## What you need to do
Gather, from the listing beneath this task, every line holding the string "year".

## Records shown
-- Opening Marker --

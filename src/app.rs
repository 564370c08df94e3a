use std::path::PathBuf;

use anyhow::Result;
use tracing::debug;

use crate::date::{due, CalendarDate, DateFormat, Parsed};
use crate::document::{self, DocumentWriter};
use crate::draft::{DateField, DraftBuffers};
use crate::models::CurrentInvoice;
use crate::store::{Action, AppState, InvoiceEdit, ItemEdit, Store};
use crate::theme::{Palette, ThemeEngine};

/// Owns the session: the state store, the draft buffers layered over it, and
/// the theme engine. Every transition flows through [`App::dispatch`], which
/// runs the after-commit subscribers in a fixed order, so they only ever
/// observe fully committed state.
pub struct App {
    store: Store,
    drafts: DraftBuffers,
    theme: ThemeEngine,
}

impl App {
    pub fn new(store: Store, theme: ThemeEngine) -> Self {
        let drafts = DraftBuffers::seeded(store.state());
        App {
            store,
            drafts,
            theme,
        }
    }

    pub fn state(&self) -> &AppState {
        self.store.state()
    }

    pub fn drafts(&self) -> &DraftBuffers {
        &self.drafts
    }

    pub fn palette(&self) -> Palette {
        self.theme.palette()
    }

    /// Commit one transition, then run the subscribers: due-date recompute,
    /// draft resync, theme resolution.
    pub fn dispatch(&mut self, action: Action) {
        let before_invoice = self.store.state().current_invoice.clone();
        let before_fmt = self.store.state().settings.date_format;
        let before_deadline = self.store.state().settings.deadline_days;

        self.store.dispatch(action);

        self.recompute_due_date(&before_invoice, before_deadline);
        self.resync_drafts(&before_invoice, before_fmt);
        self.resolve_theme();
    }

    /// Subscriber 1: the due date follows the invoice date and the deadline
    /// setting. It recomputes only when one of those two inputs changed
    /// across the commit, so a manual due-date edit stands until the next
    /// invoice-date or deadline change.
    fn recompute_due_date(&mut self, before: &CurrentInvoice, before_deadline: u32) {
        let state = self.store.state();
        let invoice_date = state.current_invoice.invoice_date;
        let deadline = state.settings.deadline_days;
        if invoice_date == before.invoice_date && deadline == before_deadline {
            return;
        }

        let recomputed = due::due_date(invoice_date, deadline);
        debug!(?recomputed, "recomputing due date");
        self.store
            .dispatch(Action::UpdateInvoiceField(InvoiceEdit::DueDate(recomputed)));
    }

    /// Subscriber 2: reformat draft text for fields whose committed value or
    /// display format changed under them.
    fn resync_drafts(&mut self, before: &CurrentInvoice, before_fmt: DateFormat) {
        self.drafts.resync(before, before_fmt, self.store.state());
    }

    /// Subscriber 3: re-resolve the theme. In `system` mode this re-probes
    /// the terminal, so preference changes are picked up live.
    fn resolve_theme(&mut self) {
        self.theme.resolve(self.store.state().settings.theme);
    }

    /// A keystroke in a date field: stage the text, and commit it when it
    /// parses (a cleared field commits as an unset date).
    pub fn edit_date(&mut self, field: DateField, text: String) {
        let fmt = self.store.state().settings.date_format;
        let Some(parsed) = self.drafts.edit(field, text, fmt) else {
            return;
        };

        let committed = match parsed {
            Parsed::Clear => None,
            Parsed::Date(date) => Some(date),
        };
        self.dispatch(match field {
            DateField::InvoiceDate => {
                Action::UpdateInvoiceField(InvoiceEdit::InvoiceDate(committed))
            }
            DateField::DueDate => Action::UpdateInvoiceField(InvoiceEdit::DueDate(committed)),
            DateField::Item(index) => Action::UpdateInvoiceItem {
                index,
                edit: ItemEdit::Date(committed),
            },
        });
    }

    /// Focus left a date field; unparsable text reverts to the committed
    /// value.
    pub fn blur_date(&mut self, field: DateField) {
        self.drafts.blur(field, self.store.state());
    }

    /// Emit the invoice document. On success the invoice number advances by
    /// exactly one and the form resets to a fresh invoice; on any failure
    /// nothing is mutated. The await on the writer is the session's only
    /// suspension point, and the caller handles no input while it is
    /// in flight.
    pub async fn emit(&mut self, writer: &DocumentWriter) -> Result<(PathBuf, PathBuf)> {
        let snapshot = document::snapshot(self.store.state())?;
        let paths = writer.emit(&snapshot).await?;

        self.dispatch(Action::IncrementInvoiceNumber);
        self.dispatch(Action::ResetInvoice {
            today: CalendarDate::today(),
        });

        Ok(paths)
    }
}

#[cfg(test)]
mod tests {
    use super::*;
    use crate::models::{Customer, Settings, SettingsPatch};
    use crate::theme::AppearanceProbe;

    struct DarkProbe;

    impl AppearanceProbe for DarkProbe {
        fn prefers_dark(&self) -> bool {
            true
        }
    }

    fn today() -> CalendarDate {
        CalendarDate::from_ymd(2024, 6, 15).unwrap()
    }

    fn date(year: i32, month: u32, day: u32) -> CalendarDate {
        CalendarDate::from_ymd(year, month, day).unwrap()
    }

    fn app() -> App {
        let settings = Settings::sample();
        let theme = ThemeEngine::new(Box::new(DarkProbe), settings.theme);
        App::new(Store::new(settings, today()), theme)
    }

    #[test]
    fn changing_the_invoice_date_recomputes_the_due_date() {
        let mut app = app();
        app.dispatch(Action::UpdateInvoiceField(InvoiceEdit::InvoiceDate(Some(
            date(2024, 1, 25),
        ))));
        assert_eq!(
            app.state().current_invoice.due_date,
            Some(date(2024, 2, 4))
        );
        // the due-date draft was resynced to the recomputed value
        assert_eq!(app.drafts().text(DateField::DueDate), "2024/02/04");
    }

    #[test]
    fn changing_the_deadline_recomputes_the_due_date() {
        let mut app = app();
        app.dispatch(Action::SetSettings(SettingsPatch {
            deadline_days: Some(30),
            ..SettingsPatch::default()
        }));
        assert_eq!(
            app.state().current_invoice.due_date,
            Some(date(2024, 7, 15))
        );
    }

    #[test]
    fn clearing_the_invoice_date_clears_the_due_date() {
        let mut app = app();
        app.dispatch(Action::UpdateInvoiceField(InvoiceEdit::InvoiceDate(None)));
        assert_eq!(app.state().current_invoice.due_date, None);
    }

    #[test]
    fn manual_due_date_edit_stands_until_the_next_trigger() {
        let mut app = app();
        app.dispatch(Action::UpdateInvoiceField(InvoiceEdit::DueDate(Some(date(
            2024, 12, 24,
        )))));
        // unrelated transitions leave the manual edit alone
        app.dispatch(Action::AddInvoiceItem { today: today() });
        assert_eq!(
            app.state().current_invoice.due_date,
            Some(date(2024, 12, 24))
        );

        // the next invoice-date change takes precedence again
        app.dispatch(Action::UpdateInvoiceField(InvoiceEdit::InvoiceDate(Some(
            date(2024, 7, 1),
        ))));
        assert_eq!(
            app.state().current_invoice.due_date,
            Some(date(2024, 7, 11))
        );
    }

    #[test]
    fn typing_a_valid_date_commits_immediately() {
        let mut app = app();
        app.edit_date(DateField::InvoiceDate, "2024/07/01".to_string());
        assert_eq!(
            app.state().current_invoice.invoice_date,
            Some(date(2024, 7, 1))
        );
    }

    #[test]
    fn typing_an_invalid_date_leaves_committed_state_alone() {
        let mut app = app();
        app.edit_date(DateField::InvoiceDate, "2024/07".to_string());
        assert_eq!(app.state().current_invoice.invoice_date, Some(today()));
        assert_eq!(app.drafts().text(DateField::InvoiceDate), "2024/07");

        app.blur_date(DateField::InvoiceDate);
        assert_eq!(app.drafts().text(DateField::InvoiceDate), "2024/06/15");
    }

    #[test]
    fn clearing_a_date_field_commits_the_clear() {
        let mut app = app();
        app.edit_date(DateField::DueDate, String::new());
        assert_eq!(app.state().current_invoice.due_date, None);
    }

    #[test]
    fn partial_typing_survives_commits_to_other_fields() {
        let mut app = app();
        app.edit_date(DateField::DueDate, "2024/1".to_string());
        app.dispatch(Action::UpdateInvoiceItem {
            index: 0,
            edit: ItemEdit::Hours(3.0),
        });
        assert_eq!(app.drafts().text(DateField::DueDate), "2024/1");
    }

    #[tokio::test]
    async fn successful_emission_increments_and_resets() {
        let dir = std::env::temp_dir().join(format!("sinvoice-app-emit-{}", std::process::id()));
        let writer = DocumentWriter::new(&dir).unwrap();

        let mut app = app();
        app.dispatch(Action::AddCustomer(Customer {
            id: 1,
            name: "A".to_string(),
            address: "X".to_string(),
        }));
        app.dispatch(Action::UpdateInvoiceField(InvoiceEdit::Customer(Some(1))));
        app.dispatch(Action::AddInvoiceItem { today: today() });

        app.emit(&writer).await.unwrap();

        let state = app.state();
        assert_eq!(state.settings.invoice_number, 102);
        assert_eq!(state.current_invoice.customer, None);
        assert_eq!(state.current_invoice.items.len(), 1);
        assert_eq!(state.current_invoice.items[0].rate, 75.0);

        std::fs::remove_dir_all(&dir).unwrap();
    }

    #[tokio::test]
    async fn emission_without_a_customer_mutates_nothing() {
        let dir = std::env::temp_dir().join(format!("sinvoice-app-abort-{}", std::process::id()));
        let writer = DocumentWriter::new(&dir).unwrap();

        let mut app = app();
        let before = app.state().clone();

        let result = app.emit(&writer).await;

        assert!(result.is_err());
        assert_eq!(*app.state(), before);
        // nothing was written either
        assert_eq!(std::fs::read_dir(&dir).unwrap().count(), 0);

        std::fs::remove_dir_all(&dir).unwrap();
    }
}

-- Closing Marker --

## Completed task
    fn date(year: i32, month: u32, day: u32) -> CalendarDate {
        CalendarDate::from_ymd(year, month, day).unwrap()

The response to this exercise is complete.